■ **Task instructions**
Some lines below hold "CliArgs". Pick them out and copy them.

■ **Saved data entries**
################

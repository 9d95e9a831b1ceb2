//! CLI argument definitions for the Stockroom binary.
//!
//! Priority resolution: CLI args > env vars > config file > defaults.

use clap::Parser;
use std::path::PathBuf;

use stockroom_core::config::DEFAULT_PORT;

/// Stockroom - inventory overview dashboard.
#[derive(Parser, Debug)]
#[command(name = "stockroom", version, about)]
pub struct CliArgs {
    /// Path to the configuration file.
    #[arg(short = 'c', long = "config")]
    pub config: Option<PathBuf>,

    /// HTTP server port.
    #[arg(short = 'p', long = "port")]
    pub port: Option<u16>,

    /// Log level (trace, debug, info, warn, error).
    #[arg(short = 'l', long = "log-level")]
    pub log_level: Option<String>,

    /// JSON dataset replacing the built-in overview data.
    #[arg(short = 'd', long = "dataset")]
    pub dataset: Option<PathBuf>,

    /// Render the dashboard once to this file ("-" for stdout) and exit.
    #[arg(short = 'r', long = "render")]
    pub render: Option<PathBuf>,
}

impl CliArgs {
    /// Resolve the configuration file path.
    ///
    /// Priority: --config flag > STOCKROOM_CONFIG env var > ~/.stockroom/config.toml.
    pub fn resolve_config_path(&self) -> PathBuf {
        if let Some(ref p) = self.config {
            return p.clone();
        }
        if let Ok(p) = std::env::var("STOCKROOM_CONFIG") {
            return PathBuf::from(p);
        }
        default_config_path()
    }

    /// Resolve the HTTP server port.
    ///
    /// Priority: --port flag > STOCKROOM_PORT env var > config file value > default.
    pub fn resolve_port(&self, config_port: u16) -> u16 {
        self.resolve_port_with_env(config_port, std::env::var("STOCKROOM_PORT").ok())
    }

    fn resolve_port_with_env(&self, config_port: u16, env_port: Option<String>) -> u16 {
        if let Some(p) = self.port {
            return p;
        }
        if let Some(p) = env_port.and_then(|v| v.parse::<u16>().ok()) {
            return p;
        }
        if config_port != 0 {
            return config_port;
        }
        DEFAULT_PORT
    }

    /// Resolve the dataset path.
    ///
    /// Priority: --dataset flag > config file value. `None` means the
    /// built-in data.
    pub fn resolve_dataset(&self, config_dataset: Option<&str>) -> Option<PathBuf> {
        self.dataset
            .clone()
            .or_else(|| config_dataset.map(PathBuf::from))
    }

    /// Resolve the log level.
    ///
    /// Priority: --log-level flag > config file value.
    pub fn resolve_log_level(&self, config_level: &str) -> String {
        self.log_level
            .clone()
            .unwrap_or_else(|| config_level.to_string())
    }
}

/// Default config file path for the current platform.
fn default_config_path() -> PathBuf {
    #[cfg(target_os = "windows")]
    if let Ok(home) = std::env::var("USERPROFILE") {
        return PathBuf::from(home).join(".stockroom").join("config.toml");
    }
    #[cfg(not(target_os = "windows"))]
    if let Ok(home) = std::env::var("HOME") {
        return PathBuf::from(home).join(".stockroom").join("config.toml");
    }
    PathBuf::from("config.toml")
}

#[cfg(test)]
mod tests {
    use super::*;

    fn parse(args: &[&str]) -> CliArgs {
        CliArgs::parse_from(std::iter::once("stockroom").chain(args.iter().copied()))
    }

    #[test]
    fn parses_all_flags() {
        let args = parse(&[
            "--config", "/etc/stockroom.toml",
            "--port", "8081",
            "--log-level", "debug",
            "--dataset", "data.json",
            "--render", "-",
        ]);
        assert_eq!(args.config, Some(PathBuf::from("/etc/stockroom.toml")));
        assert_eq!(args.port, Some(8081));
        assert_eq!(args.log_level.as_deref(), Some("debug"));
        assert_eq!(args.dataset, Some(PathBuf::from("data.json")));
        assert_eq!(args.render, Some(PathBuf::from("-")));
    }

    #[test]
    fn explicit_config_path_wins() {
        let args = parse(&["-c", "custom.toml"]);
        assert_eq!(args.resolve_config_path(), PathBuf::from("custom.toml"));
    }

    #[test]
    fn port_precedence() {
        let flagged = parse(&["-p", "1111"]);
        assert_eq!(flagged.resolve_port_with_env(3333, Some("2222".into())), 1111);

        let bare = parse(&[]);
        assert_eq!(bare.resolve_port_with_env(3333, Some("2222".into())), 2222);
        assert_eq!(bare.resolve_port_with_env(3333, Some("junk".into())), 3333);
        assert_eq!(bare.resolve_port_with_env(3333, None), 3333);
        assert_eq!(bare.resolve_port_with_env(0, None), DEFAULT_PORT);
    }

    #[test]
    fn dataset_precedence() {
        let flagged = parse(&["--dataset", "cli.json"]);
        assert_eq!(
            flagged.resolve_dataset(Some("config.json")),
            Some(PathBuf::from("cli.json"))
        );

        let bare = parse(&[]);
        assert_eq!(
            bare.resolve_dataset(Some("config.json")),
            Some(PathBuf::from("config.json"))
        );
        assert_eq!(bare.resolve_dataset(None), None);
    }

    #[test]
    fn log_level_precedence() {
        assert_eq!(parse(&["-l", "trace"]).resolve_log_level("info"), "trace");
        assert_eq!(parse(&[]).resolve_log_level("warn"), "warn");
    }
}
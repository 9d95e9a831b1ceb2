//! Callback slots for the shell's interactive elements.
//!
//! Navigation anchors and the logout button carry no behavior of their own.
//! Whatever hosts the dashboard decides what they do by supplying a
//! [`ShellActions`] implementation.

use tracing::info;

use crate::types::NavigationEntry;

/// Hooks invoked by the shell's navigation entries and logout control.
///
/// Both hooks default to doing nothing.
pub trait ShellActions: Send + Sync {
    fn navigate(&self, _entry: &NavigationEntry) {}

    fn logout(&self) {}
}

/// Actions that do nothing.
#[derive(Debug, Clone, Copy, Default)]
pub struct NoopActions;

impl ShellActions for NoopActions {}

/// Actions that only record the invocation in the log.
#[derive(Debug, Clone, Copy, Default)]
pub struct TracingActions;

impl ShellActions for TracingActions {
    fn navigate(&self, entry: &NavigationEntry) {
        info!(target = %entry.slug(), label = %entry.label, "Navigation requested");
    }

    fn logout(&self) {
        info!("Logout requested");
    }
}
//! Stockroom API crate - axum HTTP server for the dashboard.
//!
//! Serves the rendered dashboard document, JSON views of the dataset it is
//! rendered from, a health check, and the endpoints behind the shell's
//! navigation and logout hooks.

pub mod error;
pub mod handlers;
pub mod routes;
pub mod state;

pub use error::ApiError;
pub use routes::{create_router, start_server};
pub use state::AppState;
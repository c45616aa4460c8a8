use std::{collections::HashSet, future::Future};

use hickory_resolver::TokioResolver;

use crate::error::{Error, Result};

/// Source of mail-exchanger host names for a domain.
///
/// Implemented for the tokio [`hickory_resolver`] resolver; tests plug in
/// fixed host lists.
pub trait LookupMx {
    /// Exchange names for `domain`, most preferred first
    fn lookup_mx(&self, domain: &str) -> impl Future<Output = Result<Vec<String>>> + Send;
}

impl LookupMx for TokioResolver {
    async fn lookup_mx(&self, domain: &str) -> Result<Vec<String>> {
        let mut records: Vec<_> = self
            .mx_lookup(domain)
            .await?
            .iter()
            .map(|mx| (mx.preference(), mx.exchange().to_utf8()))
            .collect();

        records.sort_by_key(|(preference, _)| *preference);

        Ok(records.into_iter().map(|(_, exchange)| exchange).collect())
    }
}

/// Build the system resolver used by [`Verifier::new`](crate::Verifier::new)
pub(crate) fn system_resolver() -> Result<TokioResolver> {
    Ok(TokioResolver::builder_tokio()?.build())
}

/// Convert a (possibly internationalized) domain to its ASCII form
pub(crate) fn to_ascii(domain: &str) -> Result<String> {
    let trimmed = domain.trim();
    if trimmed.is_empty() {
        return Err(Error::InvalidDomain(domain.into()));
    }
    idna::domain_to_ascii(trimmed).map_err(|_| Error::InvalidDomain(domain.into()))
}

/// Resolve the racing candidates for `ascii_domain`.
///
/// Fails with [`Error::NoMxRecords`] when nothing usable comes back; resolver
/// failures are passed through untouched.
pub(crate) async fn resolve<R: LookupMx>(resolver: &R, ascii_domain: &str) -> Result<Vec<String>> {
    let hosts = normalize(resolver.lookup_mx(ascii_domain).await?);

    if hosts.is_empty() {
        return Err(Error::NoMxRecords(ascii_domain.into()));
    }

    tracing::debug!(domain = ascii_domain, ?hosts, "resolved mail exchangers");
    Ok(hosts)
}

/// Trim the root dot, lowercase and drop duplicates as well as null MX
/// entries (RFC 7505), keeping the original order
fn normalize(exchanges: Vec<String>) -> Vec<String> {
    let mut seen = HashSet::new();
    exchanges
        .into_iter()
        .map(|exchange| exchange.trim_end_matches('.').to_ascii_lowercase())
        .filter(|host| !host.is_empty())
        .filter(|host| seen.insert(host.clone()))
        .collect()
}

#[cfg(test)]
pub(crate) mod tests {
    use super::*;

    /// Resolver answering every lookup with a fixed list
    pub(crate) struct StubResolver(pub Vec<&'static str>);

    impl LookupMx for StubResolver {
        async fn lookup_mx(&self, _domain: &str) -> Result<Vec<String>> {
            Ok(self.0.iter().map(|host| host.to_string()).collect())
        }
    }

    #[test]
    fn normalize_trims_dot_lowercases_and_dedups() {
        let hosts = normalize(vec![
            "MX1.Example.com.".into(),
            "mx2.example.com.".into(),
            "mx1.example.com".into(),
            ".".into(),
        ]);
        assert_eq!(hosts, ["mx1.example.com", "mx2.example.com"]);
    }

    #[test]
    fn to_ascii_handles_idn() {
        assert_eq!(to_ascii("bücher.example").unwrap(), "xn--bcher-kva.example");
        assert_eq!(to_ascii(" Example.COM ").unwrap(), "example.com");
        assert!(matches!(to_ascii(""), Err(Error::InvalidDomain(_))));
    }

    #[tokio::test]
    async fn empty_lookup_is_no_mx_records() {
        let result = resolve(&StubResolver(vec![]), "example.test").await;
        assert!(matches!(result, Err(Error::NoMxRecords(domain)) if domain == "example.test"));
    }

    #[tokio::test]
    async fn null_mx_is_no_mx_records() {
        let result = resolve(&StubResolver(vec!["."]), "example.test").await;
        assert!(matches!(result, Err(Error::NoMxRecords(_))));
    }
}
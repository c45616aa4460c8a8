use std::io;

use async_smtp::response::Response;

use crate::error::{Error, ErrorKind};

/// Textual hints that a rejection concerns the recipient mailbox itself
const UNDELIVERABLE_WORDS: &[&str] = &[
    "undeliverable",
    "does not exist",
    "may not exist",
    "user unknown",
    "user not found",
    "invalid address",
    "recipient invalid",
    "recipient rejected",
    "address rejected",
    "no mailbox",
];

/// `452` is shared between storage problems and recipient limits
const FULL_INBOX_WORDS: &[&str] = &["full", "space", "over quota", "insufficient"];

/// Textual heuristics to detect blocklisting on a `550`
const BLOCKLIST_WORDS: &[&str] = &[
    "spamhaus",
    "proofpoint",
    "cloudmark",
    "banned",
    "blacklisted",
    "blocked",
    "block list",
    "denied",
];

/// Blocklisting words checked on replies without a recognised status code
const BASIC_BLOCK_WORDS: &[&str] = &[
    "spamhaus",
    "proofpoint",
    "cloudmark",
    "banned",
    "blocked",
    "denied",
];

/// Map any failure onto its [`ErrorKind`]
pub(crate) fn classify(error: &Error) -> ErrorKind {
    use async_smtp::error::Error as Smtp;
    match error {
        Error::Smtp(Smtp::Transient(response) | Smtp::Permanent(response)) => {
            from_response(response)
        }
        Error::Smtp(Smtp::Timeout(_)) | Error::Timeout => ErrorKind::Timeout,
        Error::Smtp(other) => from_text(&other.to_string()),
        Error::NoMxRecords(_) => ErrorKind::NoMxRecords,
        Error::Resolve(e) if e.is_no_records_found() => ErrorKind::NoMxRecords,
        Error::Resolve(_) => ErrorKind::Resolution,
        Error::Io(e) => from_io(e),
        Error::Socks5(e) => or_connection_failed(from_text(&e.to_string())),
        Error::DialAborted => ErrorKind::ConnectionFailed,
        Error::InvalidAddress(_) | Error::InvalidDomain(_) | Error::InvalidProxy(_) => {
            ErrorKind::Unclassified
        }
    }
}

fn from_response(response: &Response) -> ErrorKind {
    // `Code` renders as its three digits
    let code = response.code.to_string().parse().unwrap_or_default();
    from_reply(code, &response.message.join(" "))
}

/// Classify an SMTP reply by status code and text
pub(crate) fn from_reply(code: u16, text: &str) -> ErrorKind {
    if code <= 400 {
        return ErrorKind::Unclassified;
    }

    if contains_any(text, UNDELIVERABLE_WORDS) {
        return ErrorKind::ServerUnavailable;
    }

    match code {
        421 => ErrorKind::TryAgainLater,
        450 => ErrorKind::MailboxBusy,
        451 => ErrorKind::ExceededMessagingLimits,
        452 if contains_any(text, FULL_INBOX_WORDS) => ErrorKind::FullInbox,
        452 => ErrorKind::TooManyRecipients,
        503 => ErrorKind::NeedMailBeforeRcpt,
        // 550 is "mailbox unavailable", which is mostly undeliverable
        // unless the text points at a blocklist
        550 if contains_any(text, BLOCKLIST_WORDS) => ErrorKind::Blocked,
        550 => ErrorKind::ServerUnavailable,
        551 => ErrorKind::RecipientMoved,
        552 => ErrorKind::FullInbox,
        553 => ErrorKind::NoRelay,
        554 => ErrorKind::NotAllowed,
        _ => from_text(text),
    }
}

/// Fallback for failures that carry no usable status code
pub(crate) fn from_text(text: &str) -> ErrorKind {
    if contains_any(text, BASIC_BLOCK_WORDS) {
        ErrorKind::Blocked
    } else if contains_any(text, &["timeout", "timed out"]) {
        ErrorKind::Timeout
    } else if contains_any(text, &["no such host"]) {
        ErrorKind::NoSuchHost
    } else if contains_any(text, &["unavailable"]) {
        ErrorKind::ServerUnavailable
    } else {
        ErrorKind::Unclassified
    }
}

fn from_io(error: &io::Error) -> ErrorKind {
    use io::ErrorKind::*;
    match error.kind() {
        TimedOut => ErrorKind::Timeout,
        ConnectionRefused | ConnectionReset | ConnectionAborted | NotConnected
        | AddrNotAvailable | BrokenPipe | UnexpectedEof | HostUnreachable
        | NetworkUnreachable => ErrorKind::ConnectionFailed,
        _ => or_connection_failed(from_text(&error.to_string())),
    }
}

fn or_connection_failed(kind: ErrorKind) -> ErrorKind {
    match kind {
        ErrorKind::Unclassified => ErrorKind::ConnectionFailed,
        kind => kind,
    }
}

fn contains_any(text: &str, words: &[&str]) -> bool {
    let text = text.to_lowercase();
    words.iter().any(|word| text.contains(word))
}

#[cfg(test)]
mod tests {
    use super::*;

    #[test]
    fn nonexistent_mailbox_wins_over_status_code() {
        assert_eq!(
            from_reply(452, "4.2.2 user unknown, mailbox full"),
            ErrorKind::ServerUnavailable
        );
        assert_eq!(
            from_reply(550, "5.1.1 The email account that you tried to reach does not exist"),
            ErrorKind::ServerUnavailable
        );
    }

    #[test]
    fn plain_550_means_unavailable() {
        assert_eq!(from_reply(550, "5.1.1 No such user"), ErrorKind::ServerUnavailable);
    }

    #[test]
    fn blocklisted_550() {
        assert_eq!(
            from_reply(550, "5.7.1 Client host blocked using Spamhaus"),
            ErrorKind::Blocked
        );
        assert_eq!(from_reply(550, "Access DENIED"), ErrorKind::Blocked);
    }

    #[test]
    fn storage_replies() {
        assert_eq!(from_reply(552, "5.2.2 Mailbox quota exceeded"), ErrorKind::FullInbox);
        assert_eq!(from_reply(452, "4.2.2 Mailbox full"), ErrorKind::FullInbox);
        assert_eq!(from_reply(452, "4.5.3 Over Quota"), ErrorKind::FullInbox);
        assert_eq!(
            from_reply(452, "4.5.3 Recipients belong to multiple regions"),
            ErrorKind::TooManyRecipients
        );
    }

    #[test]
    fn status_code_table() {
        assert_eq!(from_reply(421, "Service not available"), ErrorKind::TryAgainLater);
        assert_eq!(from_reply(450, "Mailbox busy"), ErrorKind::MailboxBusy);
        assert_eq!(from_reply(451, "Rate limited"), ErrorKind::ExceededMessagingLimits);
        assert_eq!(from_reply(503, "Bad sequence"), ErrorKind::NeedMailBeforeRcpt);
        assert_eq!(from_reply(551, "User not local"), ErrorKind::RecipientMoved);
        assert_eq!(from_reply(553, "Relaying denied"), ErrorKind::NoRelay);
        assert_eq!(from_reply(554, "Transaction failed"), ErrorKind::NotAllowed);
    }

    #[test]
    fn unknown_codes_fall_back_to_text() {
        assert_eq!(from_reply(535, "Authentication failed"), ErrorKind::Unclassified);
        assert_eq!(from_reply(530, "Your IP is banned"), ErrorKind::Blocked);
        assert_eq!(from_reply(471, "Service unavailable"), ErrorKind::ServerUnavailable);
    }

    #[test]
    fn low_codes_carry_no_signal() {
        assert_eq!(from_reply(250, "user unknown"), ErrorKind::Unclassified);
        assert_eq!(from_reply(400, "blocked"), ErrorKind::Unclassified);
    }

    #[test]
    fn transport_errors() {
        let refused = Error::Io(io::Error::from(io::ErrorKind::ConnectionRefused));
        assert_eq!(classify(&refused), ErrorKind::ConnectionFailed);

        let timed_out = Error::Io(io::Error::from(io::ErrorKind::TimedOut));
        assert_eq!(classify(&timed_out), ErrorKind::Timeout);

        let lookup = Error::Io(io::Error::other("failed to lookup address: no such host"));
        assert_eq!(classify(&lookup), ErrorKind::NoSuchHost);

        assert_eq!(classify(&Error::Timeout), ErrorKind::Timeout);
        assert_eq!(
            classify(&Error::NoMxRecords("example.test".into())),
            ErrorKind::NoMxRecords
        );
    }
}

################

■ **Result of the exercise**
pub struct CliArgs {
impl CliArgs {
    fn parse(args: &[&str]) -> CliArgs {
        CliArgs::parse_from(std::iter::once("stockroom").chain(args.iter().copied()))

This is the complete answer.